Doesn't it feel surreal that 2022 is just a few weeks away? In case your brain is feeling a bit scattered about it too, I wanted to share some (random) thoughts about the tricks time plays on us and perhaps some helpful reflections and reminders we can take from it.

- Time is truly relative, isn't it? Or perhaps a better word would be subjective. Yes, each day has 24 hours, an hour 60 minutes, but the way we experience it can feel so different depending on what we do. Just thinking how fast 20 minutes of scrolling can fly by, yet a few minutes in plank stretch into infinity, or how long Monday to Friday can take yet that week of holidays can never be long enough.

- The way we experience time isn't linear. Our perception of time is dictated by milestones, markers, travels, seasons, events. As Covid-19 continued to inhibit our lives, how has this year felt for you? Fast or slow? Both?

- If you've been feeling that time is slipping through your hands, some of the best ways (I've found) to slow it down are to meditate, turn off the phone, do one thing at a time. In other words, being intentional with how you spend time and narrowing your focus.

- On the other hand, the biggest time sinks happen by jumping from task to task or multitasking, thinking and planning about what you need to do instead of doing it, or procrastinating by doing something else entirely (who else starts to tidy something around the house when instead you should write that email?).

- Have you ever thought about how each year becomes a smaller fraction of your life? That it's no wonder why in childhood a year or summer holidays felt like an eternity - it represented a 5th, or 8th or 10th of your life. Now that fraction is divided by 20s, 30s, 50s or 70s. It feels that time accelerates as we age, but we're also reminded of its finite nature and how increasingly precious each year becomes.

- The older you get, the less you feel like your age - anyone else resonate with this discrepancy? I remember having this conversation with my mum when she turned 60 and how that number sounded foreign to her own ears, how her perception of herself was lagging at around 45. Perhaps that gap is widened by our own (or society's) stories and expectations we have for different ages - what you should have or do when you're X years old, how you should feel and look. It's funny to remember how old and grown-up 30 sounded to me when I was 15, and I'm now realising we're all just winging it and making it up as we go; how we are more like children pretending to be adults, than the know-it-all-adults we imagined as kids. Ironic, how realising this is probably what makes us adults, doesn't it?

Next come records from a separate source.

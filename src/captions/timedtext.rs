//! Timed-text parser
//!
//! Turns a caption document into an ordered list of [`CaptionInterval`]s.
//! Two dialects are understood:
//!
//! ```text
//! <transcript><text start="9.72" dur="2.68">Lately, I&amp;#39;ve been</text></transcript>
//! <timedtext format="3"><body><p t="9720" d="2680">Lately</p></body></timedtext>
//! ```
//!
//! The first carries seconds, the second milliseconds.

use super::CaptionInterval;
use crate::error::{CaptionError, Result};

/// Markup entities, in the order they are replaced. `&amp;` goes first so
/// that `&amp;quot;` ends up as `"`.
const ENTITIES: [(&str, &str); 5] = [
    ("&amp;", "&"),
    ("&quot;", "\""),
    ("&lt;", "<"),
    ("&gt;", ">"),
    ("&#39;", "'"),
];

/// Timed-text dialect, decides attribute names and time unit
#[derive(Debug, Clone, Copy, PartialEq, Eq)]
enum Dialect {
    /// `<text start dur>` in seconds
    Text,
    /// `<p t d>` in milliseconds
    Paragraph,
}

impl Dialect {
    fn start_attr(self) -> &'static str {
        match self {
            Dialect::Text => "start",
            Dialect::Paragraph => "t",
        }
    }

    fn duration_attr(self) -> &'static str {
        match self {
            Dialect::Text => "dur",
            Dialect::Paragraph => "d",
        }
    }

    fn to_secs(self, value: f64) -> f64 {
        match self {
            Dialect::Text => value,
            Dialect::Paragraph => value / 1000.0,
        }
    }
}

/// A cue as it appears in the document, before normalization
#[derive(Debug)]
struct RawEntry<'a> {
    attributes: &'a str,
    content: Option<&'a str>,
}

/// Parse a timed-text document.
///
/// Returns [`CaptionError::NoCaptions`] when the document holds no cue
/// elements at all. Cues whose text is blank are dropped; cues with a
/// non-numeric start are skipped.
pub fn parse_timed_text(document: &str) -> Result<Vec<CaptionInterval>> {
    let (dialect, entries) = find_entries(document).ok_or(CaptionError::NoCaptions)?;

    let mut intervals = Vec::with_capacity(entries.len());
    let mut dropped = 0usize;

    for entry in &entries {
        let Some(start) = numeric_attribute(entry.attributes, dialect.start_attr()) else {
            tracing::warn!(
                "Skipping caption entry with invalid start: {}",
                entry.attributes.trim()
            );
            dropped += 1;
            continue;
        };
        let duration = numeric_attribute(entry.attributes, dialect.duration_attr()).unwrap_or(0.0);

        let raw = entry.content.unwrap_or("");
        let raw = match dialect {
            Dialect::Paragraph => strip_tags(raw),
            Dialect::Text => raw.to_string(),
        };

        let Some(text) = normalize_text(&raw) else {
            dropped += 1;
            continue;
        };

        let start = dialect.to_secs(start);
        let end = start + dialect.to_secs(duration);
        intervals.push(CaptionInterval::new(start, end, &text));
    }

    if intervals
        .windows(2)
        .any(|pair| pair[1].start_secs < pair[0].start_secs)
    {
        tracing::warn!("Caption entries are not ordered by start time; lookups may miss cues");
    }

    tracing::debug!(
        "Parsed {} caption intervals ({} entries dropped)",
        intervals.len(),
        dropped
    );

    Ok(intervals)
}

/// Normalize cue text: unescape `\n` and `\"`, trim, then unescape entities.
/// Returns `None` when nothing is left after trimming.
pub fn normalize_text(raw: &str) -> Option<String> {
    let unescaped = raw.replace("\\n", "\n").replace("\\\"", "\"");
    let trimmed = unescaped.trim();
    if trimmed.is_empty() {
        return None;
    }
    Some(unescape_entities(trimmed))
}

/// Replace the five standard markup entities
pub fn unescape_entities(text: &str) -> String {
    ENTITIES
        .iter()
        .fold(text.to_string(), |acc, (entity, plain)| acc.replace(entity, plain))
}

fn find_entries(document: &str) -> Option<(Dialect, Vec<RawEntry<'_>>)> {
    let text_entries = collect(regex!(r"(?s)<text\b([^>]*?)(?:/>|>(.*?)</text>)"), document);
    if !text_entries.is_empty() {
        return Some((Dialect::Text, text_entries));
    }

    let paragraph_entries = collect(regex!(r"(?s)<p\b([^>]*?)(?:/>|>(.*?)</p>)"), document);
    if !paragraph_entries.is_empty() {
        return Some((Dialect::Paragraph, paragraph_entries));
    }

    None
}

fn collect<'a>(re: &regex::Regex, document: &'a str) -> Vec<RawEntry<'a>> {
    re.captures_iter(document)
        .map(|caps| RawEntry {
            attributes: caps.get(1).map(|m| m.as_str()).unwrap_or(""),
            content: caps.get(2).map(|m| m.as_str()),
        })
        .collect()
}

fn numeric_attribute(attributes: &str, name: &str) -> Option<f64> {
    regex!(r#"([A-Za-z_:][-\w:.]*)\s*=\s*(?:"([^"]*)"|'([^']*)')"#)
        .captures_iter(attributes)
        .find(|caps| &caps[1] == name)
        .and_then(|caps| caps.get(2).or_else(|| caps.get(3)))
        .and_then(|value| value.as_str().trim().parse::<f64>().ok())
        .filter(|value| value.is_finite())
}

fn strip_tags(raw: &str) -> String {
    regex!(r"<[^>]*>").replace_all(raw, "").into_owned()
}
//! Track sessions
//!
//! A session is one selected caption track being spoken against the video.
//! The [`SessionManager`] holds at most one at a time: starting a new one
//! tears the previous one down first, so there is never more than one
//! sampler polling the video.

use std::sync::Arc;

use tracing::Instrument;
use uuid::Uuid;

use super::coordinator::{SpeechCoordinator, TickOutcome};
use super::sampler::{ClockSampler, ScheduledTask};
use super::voice::primary_language_subtag;
use crate::captions::cache::IntervalCache;
use crate::captions::tracks::{load_intervals, query_param, CaptionSource, CaptionTrack};
use crate::captions::IntervalStore;
use crate::config::EngineConfig;
use crate::error::Result;
use crate::platform::{PlaybackElement, SpeechEngine, VoiceCatalog};
use crate::settings::{SettingsHandle, VoicePreference};

/// Everything a session talks to
#[derive(Clone)]
pub struct SessionDeps {
    pub player: Arc<dyn PlaybackElement>,
    pub engine: Arc<dyn SpeechEngine>,
    pub voices: Arc<dyn VoiceCatalog>,
    pub settings: SettingsHandle,
}

/// A running track session. Owns its polling task; dropping the session
/// cancels it.
pub struct ActiveTrackSession {
    id: Uuid,
    task: ScheduledTask,
    engine: Arc<dyn SpeechEngine>,
    cancelled: bool,
}

impl ActiveTrackSession {
    pub fn start(intervals: IntervalStore, deps: SessionDeps, config: &EngineConfig) -> Self {
        let id = Uuid::new_v4();
        let span = tracing::info_span!("session", id = %id);
        let engine = deps.engine.clone();
        let count = intervals.len();

        let mut sampler = ClockSampler::new(deps.player.clone(), &config.sampler);
        let mut coordinator = SpeechCoordinator::new(intervals, deps, config.speech.clone());

        let task = ScheduledTask::spawn(
            async move {
                tracing::info!("Session started with {} caption intervals", count);
                loop {
                    let time = sampler.next_sample().await;
                    match coordinator.on_sample(time).await {
                        TickOutcome::NoCaption | TickOutcome::Unchanged => {}
                        outcome => tracing::debug!("{:?} at {:.2}s", outcome, time),
                    }
                }
            }
            .instrument(span),
        );

        Self {
            id,
            task,
            engine,
            cancelled: false,
        }
    }

    pub fn id(&self) -> Uuid {
        self.id
    }

    pub fn is_active(&self) -> bool {
        !self.cancelled && self.task.is_active()
    }

    /// Stop polling and silence whatever is still being spoken. Safe to call
    /// more than once.
    pub fn cancel(&mut self) {
        if self.cancelled {
            return;
        }
        self.cancelled = true;
        self.task.cancel();
        self.engine.cancel();
        tracing::info!("Session {} stopped", self.id);
    }
}

impl Drop for ActiveTrackSession {
    fn drop(&mut self) {
        self.cancel();
    }
}

/// Owns the single active session of a page
pub struct SessionManager<S> {
    source: S,
    deps: SessionDeps,
    config: EngineConfig,
    cache: IntervalCache,
    active: Option<ActiveTrackSession>,
    current_track: Option<CaptionTrack>,
}

impl<S: CaptionSource> SessionManager<S> {
    pub fn new(source: S, deps: SessionDeps, config: EngineConfig) -> Self {
        Self {
            source,
            deps,
            config,
            cache: IntervalCache::new(),
            active: None,
            current_track: None,
        }
    }

    pub fn source(&self) -> &S {
        &self.source
    }

    pub fn settings(&self) -> &SettingsHandle {
        &self.deps.settings
    }

    pub fn cache(&self) -> &IntervalCache {
        &self.cache
    }

    /// Load a track and start speaking it.
    ///
    /// Without an explicit `target` the remembered translation language is
    /// used. The language being spoken is remembered for voice resolution.
    /// When no captions can be loaded the current session keeps running.
    pub async fn select_track(
        &mut self,
        track: &CaptionTrack,
        target: Option<&str>,
    ) -> Result<Uuid> {
        let target = target
            .filter(|code| !code.is_empty())
            .map(str::to_string)
            .or_else(|| self.deps.settings.snapshot().remembered_auto_translate_language);

        let intervals = load_intervals(&self.source, track, target.as_deref(), &self.cache).await?;

        let spoken_language = target.unwrap_or_else(|| {
            query_param(&track.base_url, "lang").unwrap_or_else(|| track.language_code.clone())
        });
        self.deps
            .settings
            .update(|s| s.remembered_auto_translate_language = Some(spoken_language));

        tracing::info!("Selected caption track {}", track.label());
        self.current_track = Some(track.clone());
        Ok(self.start(intervals))
    }

    /// Switch to a voice picked by the user.
    ///
    /// The voice's language becomes the remembered translation language and
    /// the current track, if any, is reloaded translated into it. A local
    /// voice the platform no longer lists only changes the stored voice.
    pub async fn choose_voice(&mut self, voice: VoicePreference) -> Result<Option<Uuid>> {
        let language = match &voice {
            VoicePreference::RemoteTranslation(code) => Some(code.clone()),
            VoicePreference::Local(uri) => self
                .deps
                .voices
                .voices()
                .into_iter()
                .find(|v| &v.voice_uri == uri)
                .map(|v| primary_language_subtag(&v.language_tag)),
        };

        self.deps.settings.update(|s| {
            s.speech_voice = Some(voice);
            if let Some(code) = &language {
                s.remembered_auto_translate_language = Some(code.clone());
            }
        });

        let (Some(track), Some(code)) = (self.current_track.clone(), language) else {
            return Ok(None);
        };
        self.stop();
        tracing::info!("Voice changed, reloading {} as {}", track.label(), code);
        self.select_track(&track, Some(&code)).await.map(Some)
    }

    /// Start a session over already loaded intervals, replacing any running one
    pub fn start(&mut self, intervals: IntervalStore) -> Uuid {
        self.stop();
        let session = ActiveTrackSession::start(intervals, self.deps.clone(), &self.config);
        let id = session.id();
        self.active = Some(session);
        id
    }

    pub fn stop(&mut self) {
        if let Some(mut session) = self.active.take() {
            session.cancel();
        }
    }

    /// The page moved to another video: stop and forget cached tracks
    pub fn navigate(&mut self) {
        self.stop();
        self.current_track = None;
        self.cache.clear();
    }

    pub fn is_active(&self) -> bool {
        self.active.as_ref().is_some_and(|session| session.is_active())
    }

    pub fn active_id(&self) -> Option<Uuid> {
        self.active.as_ref().map(|session| session.id())
    }
}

- Yet, the only constant is change and in these times defined by uncertainty, it's comforting to be certain of this. However stuck you may feel on some days or weeks, time will keep moving. The law of impermanence can be an incredibly powerful tool to have in your pocket - both to help you weather the difficult times giving you the trust and hope that this too shall pass, but also to remind you happy moments are just as fleeting. Let's make sure we stop to appreciate the little moments and not take our blessings for granted.

- If you're a fellow worrying soul that easily stresses over small things, add this rule of thumb to your pocket too - "If it won't matter in 5 years, don't spend more than 5 minutes worrying about it".Are there a few things that can drop from your shoulders if you were to practise this?

- "Majority of the negative emotions are anchored in the future or the past. Majority of the positive emotions are anchored in the present."- Mo Gawdatt.

What practices like meditation, yoga, mindfulness have in common and why they make us feel better, is how much they redirect our attention to the present moment. It's where we rest from the regrets of the past and the worries of the future. Pay attention to where your mind spends the most time in and when it gets caught up in negative emotions of time-travelling, keep coming back to the body and the breath - they're always in the present moment, that's why we focus on them.

I hope some of these thoughts resonated with you and your experience. Is there anything else you would add to this list, are there other tricks time plays on you and how you perceive it? Let me know, it's always a pleasure to hear your thoughts and turn this into a conversation.